- Map showing Ajitpur (#623) in Khiron CD block
- Ajitpur Location in Uttar Pradesh, India
- Coordinates: 26°14′49″N 80°57′53″E﻿ / ﻿26.246858°N 80.96482°E
- Country India: India
- State: Uttar Pradesh
- District: Raebareli

Area
- • Total: 1.064 km^{2} (0.411 sq mi)

Population (2011)
- • Total: 1,264
- • Density: 1,188/km^{2} (3,077/sq mi)

Languages
- • Official: Hindi
- Time zone: UTC+5:30 (IST)
- Vehicle registration: UP-35

= Ajitpur =

Ajitpur is a village in Khiron block of Rae Bareli district, Uttar Pradesh, India. It is located 5 km from Lalganj, the tehsil headquarters. As of 2011, it has a population of 1,264 people, in 261 households. It has two primary schools and no healthcare facilities.
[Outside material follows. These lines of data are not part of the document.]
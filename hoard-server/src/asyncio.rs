//! Bridges the blocking proxy core onto the async HTTP edge.

use bytes::Bytes;
use futures_core::Stream;
use std::io;
use std::io::Read;
use std::pin::Pin;
use std::task::{Context, Poll};
use tokio::sync::mpsc;
use tokio::sync::mpsc::Receiver;
use tokio::task::spawn_blocking;
use tracing::debug;

const CHUNK_SIZE: usize = 256 * 1024;
const CHANNEL_DEPTH: usize = 8;

/// Async byte stream fed by a proxied response body.
///
/// Bodies coming out of the worker are blocking readers — an open blob, an
/// origin socket, or the transparent tee that populates the store. A blocking
/// task pumps the body through a bounded channel, so origin, store and client
/// all advance at the pace the client consumes. Dropping the stream closes
/// the channel; the pump then stops and drops the body mid-stream, which is
/// what aborts an unfinished cache write.
pub struct BodyStream {
    rx: Receiver<io::Result<Bytes>>,
}

impl BodyStream {
    /// Starts pumping `body` on a blocking task; `path` labels the transfer
    /// in logs.
    pub fn pump<R: Read + Send + 'static>(path: String, body: R) -> Self {
        let (tx, rx) = mpsc::channel(CHANNEL_DEPTH);
        spawn_blocking(move || match pump_chunks(body, &tx) {
            Ok(bytes) => debug!(path = %path, bytes, "response body streamed"),
            Err(PumpStop::ClientGone(bytes)) => {
                debug!(path = %path, bytes, "client went away mid-stream")
            }
            Err(PumpStop::Read(err)) => {
                debug!(path = %path, error = %err, "response body failed");
                let _ = tx.blocking_send(Err(err));
            }
        });
        Self { rx }
    }
}

enum PumpStop {
    /// The receiving side hung up after this many bytes.
    ClientGone(u64),
    Read(io::Error),
}

/// Copies `body` chunk by chunk into the channel until end of stream,
/// returning the number of bytes forwarded.
fn pump_chunks<R: Read>(
    mut body: R,
    tx: &mpsc::Sender<io::Result<Bytes>>,
) -> Result<u64, PumpStop> {
    let mut buf = vec![0u8; CHUNK_SIZE];
    let mut total = 0u64;
    loop {
        let n = body.read(&mut buf).map_err(PumpStop::Read)?;
        if n == 0 {
            return Ok(total);
        }
        total += n as u64;
        if tx
            .blocking_send(Ok(Bytes::copy_from_slice(&buf[..n])))
            .is_err()
        {
            return Err(PumpStop::ClientGone(total));
        }
    }
}

impl Stream for BodyStream {
    type Item = io::Result<Bytes>;

    fn poll_next(mut self: Pin<&mut Self>, cx: &mut Context<'_>) -> Poll<Option<Self::Item>> {
        self.rx.poll_recv(cx)
    }
}
//! The fetch/cache coordination engine.
//!
//! A [Worker] routes request paths by longest prefix to their [Target]; a
//! target decides per path between serving the local blob, refreshing it from
//! one of its upstream origins, or passing the response through untouched,
//! while guaranteeing that concurrent requests for the same missing path
//! collapse into a single origin fetch.

pub mod response;
pub mod rule;
pub mod target;
pub mod upstream;
pub mod worker;

pub use response::{Body, ResponseWrapper};
pub use rule::RuleError;
pub use target::{Target, TargetConfig};
pub use upstream::Transport;
pub use worker::Worker;

use thiserror::Error;

/// Errors surfaced by the proxy layer.
#[derive(Debug, Error)]
pub enum Error {
    #[error(transparent)]
    Io(#[from] std::io::Error),

    /// The upstream request itself failed (connect, TLS, read).
    #[error("upstream request failed: {0}")]
    Upstream(#[from] reqwest::Error),

    /// The upstream answered outside the 2xx range while errors were not
    /// being passed through.
    #[error("upstream {url} returned status {status}")]
    UpstreamStatus { url: String, status: u16 },

    /// The target has no upstream URLs to try.
    #[error("no upstream configured")]
    NoUpstream,

    #[error("target {0} is already bound")]
    DuplicateTarget(String),

    #[error(transparent)]
    Rule(#[from] RuleError),
}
The 1961 census recorded Ajitpur as comprising 1 hamlet, with a total population of 760 people (343 male and 417 female), in 142 households and 128 physical houses. The area of the village was given as 268 acres.

The 1981 census recorded Ajitpur as having a population of 997 people, in 194 households, and having an area of 104.81 hectares. The main staple foods were given as wheat and rice.